Remember that song by Janet Jackson back in the ’80s: What Have You Done for Me Lately? The lyrics went like this:
Used to be a time when you would pamper me
Usta brag about it all the time
Your friends seem to think that you’re so peachy keen
But my friends say neglect is on your mind – Who’s right?
What have you done for me lately?
Ooh ooh ooh yeah
What have you done for me lately?
Ooh ooh ooh yeah
I want you to take those lyrics, and ask yourself if you could be talking about yourself with those words? As a Family Caregiver, you know how hard it is to carve out time to do the things you once did…from simply reading a book or a magazine article to going out with friends for lunch, to dating your significant other or even spending time with your own children. Caring for older family members, or those with special needs can be both exhausting and time-consuming. Depending on how much help you have from others, you could be providing care up to 24/7! Just ask yourself this question: What have I done for me lately? Ooh ooh ooh yeah!
Finding time to pamper and care for yourself when you are caring for someone else can seem impossible, but I promise that with a game plan, you can care for yourself while caring for another. Building a winning strategy involves collecting information, developing a plan, gathering resources and implementing the plan. It also involves regular check-ins to determine what is working and what is not, and a willingness to make modifications and try different ideas if the first one, or several, are not helping you achieve the desired outcomes.
Let’s say your desired outcome is to find one hour every day to spend alone, relaxing and resting your mind and body. Here are steps you will need to take to accomplish this goal.
- Consider the schedule that you and the one you care for currently live with. Think about the needs you are meeting with your loved one, and what other obligations you might have. Keep in mind that sleep and nutrition are ultimate necessities, so you cannot short-cut either of these when carving out your hour. Does your loved one nap regularly? Does s/he eat or take medications on a tight schedule? Does anyone come into the home on a schedule to provide support services like cooking, cleaning, or caregiving services? How does your current schedule align with all of these details?

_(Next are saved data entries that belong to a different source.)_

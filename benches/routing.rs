//! Benchmarks for selection latency with varying backend counts.

use criterion::{black_box, criterion_group, criterion_main, BenchmarkId, Criterion};
use std::sync::Arc;
use switchyard::learning::Outcome;
use switchyard::registry::{Backend, Capabilities, Registry};
use switchyard::routing::{ContentDescriptor, Router, RoutingStrategy, ScoringWeights};

const PATTERNS: [&str; 4] = ["*/*", "video/*", "video/mp4", "image/*"];

fn create_backend(id: usize) -> Backend {
    let pattern = PATTERNS[id % PATTERNS.len()];
    let caps = Capabilities::new(vec![pattern.to_string()], (id % 5) as u32).unwrap();
    Backend::new(format!("backend-{:03}", id), caps)
}

/// Registry where each backend already has some history.
fn create_registry(backend_count: usize) -> Arc<Registry> {
    let registry = Arc::new(Registry::new());
    for i in 0..backend_count {
        registry.add_backend(create_backend(i)).unwrap();
        let id = format!("backend-{:03}", i);
        for n in 0..20 {
            let outcome = Outcome::new(&id, (n + i) % 4 != 0, "video/mp4", 20 + (i * 5) as u64);
            registry.record_outcome(&id, &outcome).unwrap();
        }
    }
    registry
}

fn bench_select_by_backend_count(c: &mut Criterion) {
    let mut group = c.benchmark_group("select_hybrid");
    let content = ContentDescriptor::new("video/mp4", 1 << 20);

    for count in [1, 5, 10, 25, 50, 100] {
        let router = Router::new(
            create_registry(count),
            RoutingStrategy::Hybrid,
            ScoringWeights::default(),
        );
        group.bench_with_input(BenchmarkId::from_parameter(count), &count, |b, _| {
            b.iter(|| {
                router
                    .select(black_box(&content), RoutingStrategy::Hybrid, Some("bench"))
                    .unwrap()
            })
        });
    }

    group.finish();
}

fn bench_select_by_strategy(c: &mut Criterion) {
    let mut group = c.benchmark_group("select_strategy");
    let content = ContentDescriptor::new("video/mp4", 1 << 20);
    let router = Router::new(
        create_registry(25),
        RoutingStrategy::Hybrid,
        ScoringWeights::default(),
    );

    for strategy in RoutingStrategy::ALL {
        group.bench_with_input(
            BenchmarkId::from_parameter(strategy.as_str()),
            &strategy,
            |b, &strategy| {
                b.iter(|| {
                    router
                        .select(black_box(&content), strategy, Some("bench"))
                        .unwrap()
                })
            },
        );
    }

    group.finish();
}

fn bench_record_outcome(c: &mut Criterion) {
    let registry = create_registry(10);
    let outcome = Outcome::new("backend-003", true, "video/mp4", 42);

    c.bench_function("record_outcome", |b| {
        b.iter(|| {
            registry
                .record_outcome(black_box("backend-003"), black_box(&outcome))
                .unwrap()
        })
    });
}

criterion_group!(
    benches,
    bench_select_by_backend_count,
    bench_select_by_strategy,
    bench_record_outcome
);
criterion_main!(benches);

- Once you have collected all of this information, you are ready to develop a plan. Write everything down for a week or two, and then examine the schedule to see if there is a time where you can “step away” and rest for a while. If you cannot find anything, ask a friend, family member, or someone you trust to look with you. Ask this person to push you to find a solution to your dilemma.
- Once you have found your window of time, you need to gather resources. Use a pillbox to pre-sort meds so someone else might give them if your window of availability occurs when it’s time for your loved one to take medication. Consider who else might be available for the hour you need if there simply is no safe way to leave your loved one unattended. Hire a professional home care company to provide support if you don’t have any local family or friends who can be available. Designate a space in your home that is your quiet place. Make it comfortable and cozy, and gather those things you want around you during your quiet time. Think about what you need to make this space and time helpful to your rest and restoration, and put it there.
- Finally, put your plan in motion! As much as is possible, when it’s time for you to unplug, do it! You might need to start with only 15 minutes or so, to help the person you are caring for learn that they can trust another while you are away. Be firm with the substitute caregiver; they need to figure out how to manage while you are taking some time to care for yourself. You need this time to be a better Family Caregiver, and they are here to help you accomplish this goal! Work up to your hour, and maybe even go beyond it. You will be amazed at how much better you feel, and how much more you can get accomplished with a little break every now and then.
Once you’ve implemented your plan over a few days or weeks, you will want to check in with your support caregivers, as well as the one you care for, to discover how things are running and feeling for them. Sometimes it will be obvious that the plan is not working. Perhaps your substitute isn’t working out or needs you for something every day. Maybe your loved one is more difficult to manage when you are away for the hour over several days. Any number of things can go wrong, but with patience and a willingness to make small adjustments in your plan, you should be able to find a working solution before long that will help you take your “me” time regularly, and you will be a much better Family Caregiver for doing this! And I promise, when you are able to pamper yourself regularly, even just a little bit, you will find yourself saying, “Ooh, ooh, ooh YEAH!”